In the this lecture, we will carry on our discussion on the art of debugging.
The development of good code usually follows the design methodology we have discussed in class: first you understand the customers needs and captures these in the requirements of the system; then the system design starts. The design spec. and implementation spec follow capturing the data flow, IO, important data structure and algorithm design and finally the pseudo code for the system. After all that: which I typically think of as the thinking about the problem and using abstraction (data structure design), comes the coding phase. Once you have written code you need to test it. Yes, I know this is boring! But unit testing, sub-system testing, system testing and finally integration testing are a really important part of the life cycle of good software development. There is a tension to consider when testing - you want a set of tools that help you quickly find the bugs, but you don’t want to feel this is some sort of worthless tax strategy imposed by the company you work for to get code out of the door to the customer. So once you have coded your functions, units, modules, sub-system you need to test it and find the bugs - they will exist! Once you have a tested system and your system fails - maybe a bug not uncovered during testing - then you need to debug. In fact solving problems found while testing also requires a set of debugging tools and strategies.
In the next lecture we will discuss testing and in this one we discuss the tools and strategies you need to debug and make your code bug free - or your money back. The great computer scientist Edsger Dijkstra once said that testing can demonstrate the presence of bugs but not their absence. We will come back to that in the next lecture. To some degree design, testing, and debugging - in my opinion - are not so stepwise in terms of a known formula as professed by many of the software engineering books - they require some experience, nose, detective work; there is indeed an art to design, testing, and debugging.

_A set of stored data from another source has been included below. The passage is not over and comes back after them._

use std::fmt::{self as stdfmt, Write as _};
use std::path::Path;

use anyhow::Result;
use rf_config::{LogFormat, LoggingConfig};
use tracing::field::{Field, Visit};
use tracing::{Event, Level, Subscriber};
use tracing_appender::non_blocking::WorkerGuard;
use tracing_subscriber::fmt::time::{FormatTime, SystemTime};
use tracing_subscriber::fmt::{self, FmtContext, FormatEvent, MakeWriter};
use tracing_subscriber::layer::SubscriberExt;
use tracing_subscriber::registry::LookupSpan;
use tracing_subscriber::util::SubscriberInitExt;
use tracing_subscriber::{EnvFilter, Layer, Registry};

type BoxedLayer = Box<dyn Layer<Registry> + Send + Sync>;

// ---------------------------------------------------------------------------
// RuleEventFormat: `[domain] rule: message fields`
// ---------------------------------------------------------------------------

/// Plain-text event formatter that lifts the `domain` and `rule` fields out of
/// the key=value tail:
///
/// ```text
/// 2026-10-17T08:02:11Z DEBUG [eval] weather rule: rule triggered
/// 2026-10-17T08:02:11Z  INFO [exec] weather rule: rule applied facts="[rain=true]"
/// ```
///
/// Events without those fields are printed without the prefix.
pub struct RuleEventFormat {
    timer: SystemTime,
}

impl RuleEventFormat {
    pub fn new() -> Self {
        Self { timer: SystemTime }
    }
}

impl Default for RuleEventFormat {
    fn default() -> Self {
        Self::new()
    }
}

impl<S, N> FormatEvent<S, N> for RuleEventFormat
where
    S: Subscriber + for<'a> LookupSpan<'a>,
    N: for<'writer> fmt::FormatFields<'writer> + 'static,
{
    fn format_event(
        &self,
        _ctx: &FmtContext<'_, S, N>,
        mut writer: fmt::format::Writer<'_>,
        event: &Event<'_>,
    ) -> stdfmt::Result {
        let ansi = writer.has_ansi_escapes();

        if ansi {
            write!(writer, "\x1b[2m")?;
        }
        if self.timer.format_time(&mut writer).is_err() {
            write!(writer, "<unknown time>")?;
        }
        if ansi {
            write!(writer, "\x1b[0m")?;
        }

        let level = *event.metadata().level();
        if ansi {
            let color = match level {
                Level::ERROR => "31",
                Level::WARN => "33",
                Level::INFO => "32",
                Level::DEBUG => "34",
                Level::TRACE => "35",
            };
            write!(writer, " \x1b[{color}m{level:>5}\x1b[0m ")?;
        } else {
            write!(writer, " {level:>5} ")?;
        }

        let mut fields = PromotedFields::default();
        event.record(&mut fields);

        if let Some(domain) = &fields.domain {
            if ansi {
                write!(writer, "\x1b[1;36m[{domain}]\x1b[0m ")?;
            } else {
                write!(writer, "[{domain}] ")?;
            }
        }
        if let Some(rule) = &fields.rule {
            if ansi {
                write!(writer, "\x1b[1m{rule}\x1b[0m: ")?;
            } else {
                write!(writer, "{rule}: ")?;
            }
        }

        write!(writer, "{}", fields.message)?;

        if !fields.rest.is_empty() {
            if ansi {
                write!(writer, " \x1b[3m{}\x1b[0m", fields.rest)?;
            } else {
                write!(writer, " {}", fields.rest)?;
            }
        }

        writeln!(writer)
    }
}

// ---------------------------------------------------------------------------
// PromotedFields: splits domain/rule/message from the remaining fields
// ---------------------------------------------------------------------------

#[derive(Default)]
struct PromotedFields {
    domain: Option<String>,
    rule: Option<String>,
    message: String,
    rest: String,
}

impl PromotedFields {
    fn push_rest(&mut self, name: &str, value: impl stdfmt::Display) {
        if !self.rest.is_empty() {
            self.rest.push(' ');
        }
        write!(&mut self.rest, "{name}={value}").ok();
    }
}

impl Visit for PromotedFields {
    fn record_str(&mut self, field: &Field, value: &str) {
        match field.name() {
            "domain" => self.domain = Some(value.to_string()),
            "rule" => self.rule = Some(value.to_string()),
            "message" => self.message = value.to_string(),
            name => self.push_rest(name, format_args!("{value:?}")),
        }
    }

    fn record_debug(&mut self, field: &Field, value: &dyn stdfmt::Debug) {
        match field.name() {
            "domain" => self.domain = Some(format!("{value:?}").trim_matches('"').to_string()),
            "rule" => self.rule = Some(format!("{value:?}").trim_matches('"').to_string()),
            "message" => {
                write!(&mut self.message, "{value:?}").ok();
            }
            name => self.push_rest(name, format_args!("{value:?}")),
        }
    }

    fn record_i64(&mut self, field: &Field, value: i64) {
        self.push_rest(field.name(), value);
    }

    fn record_u64(&mut self, field: &Field, value: u64) {
        self.push_rest(field.name(), value);
    }

    fn record_f64(&mut self, field: &Field, value: f64) {
        self.push_rest(field.name(), value);
    }

    fn record_bool(&mut self, field: &Field, value: bool) {
        self.push_rest(field.name(), value);
    }
}

// ---------------------------------------------------------------------------
// Public API
// ---------------------------------------------------------------------------

/// `RUST_LOG` when set, else the directives from `config`.
pub fn build_filter(config: &LoggingConfig) -> Result<EnvFilter> {
    if std::env::var("RUST_LOG").is_ok() {
        return Ok(EnvFilter::from_default_env());
    }
    let directives = config.filter_directives();
    EnvFilter::try_new(&directives)
        .map_err(|e| anyhow::anyhow!("invalid log filter '{directives}': {e}"))
}

pub(crate) fn layer_for<W>(format: LogFormat, writer: W, ansi: bool, filter: EnvFilter) -> BoxedLayer
where
    W: for<'w> MakeWriter<'w> + Send + Sync + 'static,
{
    match format {
        LogFormat::Json => fmt::layer()
            .json()
            .with_target(false)
            .with_ansi(false)
            .with_writer(writer)
            .with_filter(filter)
            .boxed(),
        LogFormat::Plain => fmt::layer()
            .event_format(RuleEventFormat::new())
            .with_ansi(ansi)
            .with_writer(writer)
            .with_filter(filter)
            .boxed(),
    }
}

/// Install the global subscriber described by `config`: stderr always, plus
/// the optional log file resolved against `base_dir`.
///
/// The returned guard flushes the file writer when dropped and must live
/// until the process exits. Fails if a global subscriber is already set.
pub fn init_tracing(config: &LoggingConfig, base_dir: &Path) -> Result<Option<WorkerGuard>> {
    let mut layers: Vec<BoxedLayer> = vec![layer_for(
        config.format,
        std::io::stderr,
        true,
        build_filter(config)?,
    )];

    let mut guard = None;
    if let Some(file) = &config.file {
        let resolved = if file.is_relative() {
            base_dir.join(file)
        } else {
            file.clone()
        };
        let dir = resolved
            .parent()
            .ok_or_else(|| anyhow::anyhow!("log file path has no parent directory"))?;
        std::fs::create_dir_all(dir)?;
        let file_name = resolved
            .file_name()
            .ok_or_else(|| anyhow::anyhow!("log file path has no file name"))?;

        let (writer, file_guard) =
            tracing_appender::non_blocking(tracing_appender::rolling::never(dir, file_name));
        layers.push(layer_for(config.format, writer, false, build_filter(config)?));
        guard = Some(file_guard);
    }

    tracing_subscriber::registry()
        .with(layers)
        .try_init()
        .map_err(|e| anyhow::anyhow!("failed to install tracing subscriber: {e}"))?;
    Ok(guard)
}
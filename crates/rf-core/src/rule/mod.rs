//! The rule capability and everything that produces or holds one.
//!
//! A rule is anything implementing [`Rule`]. Callers either implement the
//! trait directly or describe a rule declaratively with [`RuleBuilder`];
//! both are turned into a shared [`RuleRef`] by [`IntoRule`] and kept in a
//! [`Rules`] set ordered by [`Rule::compare`].

mod adapter;
mod declared;
mod set;


use std::cmp::Ordering;
use std::fmt;
use std::sync::Arc;

use crate::error::CoreResult;
use crate::facts::Facts;

pub use adapter::IntoRule;
pub use declared::{Action, Condition, FactArgs, RuleBuilder};
pub use set::Rules;

/// Name given to a rule that does not declare one.
pub const DEFAULT_NAME: &str = "rule";
/// Description given to a rule that does not declare one.
pub const DEFAULT_DESCRIPTION: &str = "description";
/// The lowest precedence a rule can declare.
pub const DEFAULT_PRIORITY: i32 = i32::MAX - 1;

/// Shared handle to a rule, as stored in [`Rules`] and reported by engines.
pub type RuleRef = Arc<dyn Rule>;

/// The capability every rule provides to the engines.
pub trait Rule: Send + Sync {
    fn name(&self) -> &str;

    fn description(&self) -> &str {
        DEFAULT_DESCRIPTION
    }

    /// Lower values fire first.
    fn priority(&self) -> i32 {
        DEFAULT_PRIORITY
    }

    /// Decide whether the actions should run against `facts`.
    fn evaluate(&self, facts: &Facts) -> CoreResult<bool>;

    /// Run the actions. An error is reported to the engine's listeners.
    fn execute(&self, facts: &mut Facts) -> CoreResult<()>;

    /// Sort and identity key inside a [`Rules`] set. Override to replace the
    /// natural `(priority, name)` order.
    fn compare(&self, other: &dyn Rule) -> Ordering {
        self.priority()
            .cmp(&other.priority())
            .then_with(|| self.name().cmp(other.name()))
    }
}

/// `(priority ascending, name ascending)`, names compared case-sensitively.
pub fn natural_order(a: &dyn Rule, b: &dyn Rule) -> Ordering {
    a.priority()
        .cmp(&b.priority())
        .then_with(|| a.name().cmp(b.name()))
}

impl PartialEq for dyn Rule + '_ {
    /// Rules are equal when name, priority and description all match.
    fn eq(&self, other: &Self) -> bool {
        self.priority() == other.priority()
            && self.name() == other.name()
            && self.description() == other.description()
    }
}

impl fmt::Debug for dyn Rule + '_ {
    fn fmt(&self, f: &mut fmt::Formatter<'_>) -> fmt::Result {
        f.debug_struct("Rule")
            .field("name", &self.name())
            .field("priority", &self.priority())
            .field("description", &self.description())
            .finish()
    }
}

In this lecture on debugging we draw from “Linux Programming” by Matthew and Stones in terms of the material and coding examples from their chapter on debugging. References and pointers to these books can be found on the course webpage.
BTW, you can skip these notes if you write bug free code ;-)
We plan to learn the following from today’s lecture:
Up until now you have probably being relying on simple debug skills: using printf. But as the number of lines in your code grows, indeed at this point, the number of files in the systems you are coding, then printf while helpful is not effective enough. For example, a printf placed in your code may work but the segment fault that occurs 50 lines after your printf stops the printf from finally writing out that “I HERE AM AT LINE 100” message to the screen. So you natrually think that the bug must be before line 100 but it’s at line 150. So printf is not your friend in this example, rather it’s a red herring.
Debugging code is an essential part of the design and implementation methodology we discussed earlier. Many problems can arise when coding. Bugs can be simple: array script error are sometime difficult to debug: the systems runs for days and then fails, say, because of a memory leak or buffer overflow problem. Programmer aim to understand the nature of the bug they are trying to swat: is it predicatble, does it always fail under the same set of conditions, and so on. These are clues that help track down those pesky bugs in complex systems. To some degree being a good deugger of code C comes with experience.
By now you are use to bus errors, segfaults, and seeing files such as core dumps in your directory when you run your program and it fails. We will use the GNU debugger (gdb) to help solve these problems. Through a set of examples we will show how to debug problems in a systematic manner. But first let’s dicuss why bugs occur and what technques other than running gdb help.
The complexity of a program is related to the number of interacting components; for example, the crawler interacts with an external and distribued wget() command. There is a line of thought that says as a rule of thumb the number of pseky bug grows with the number of interactions. Reducing the complexity and interactions enables us to focus in on the location of bugs in code.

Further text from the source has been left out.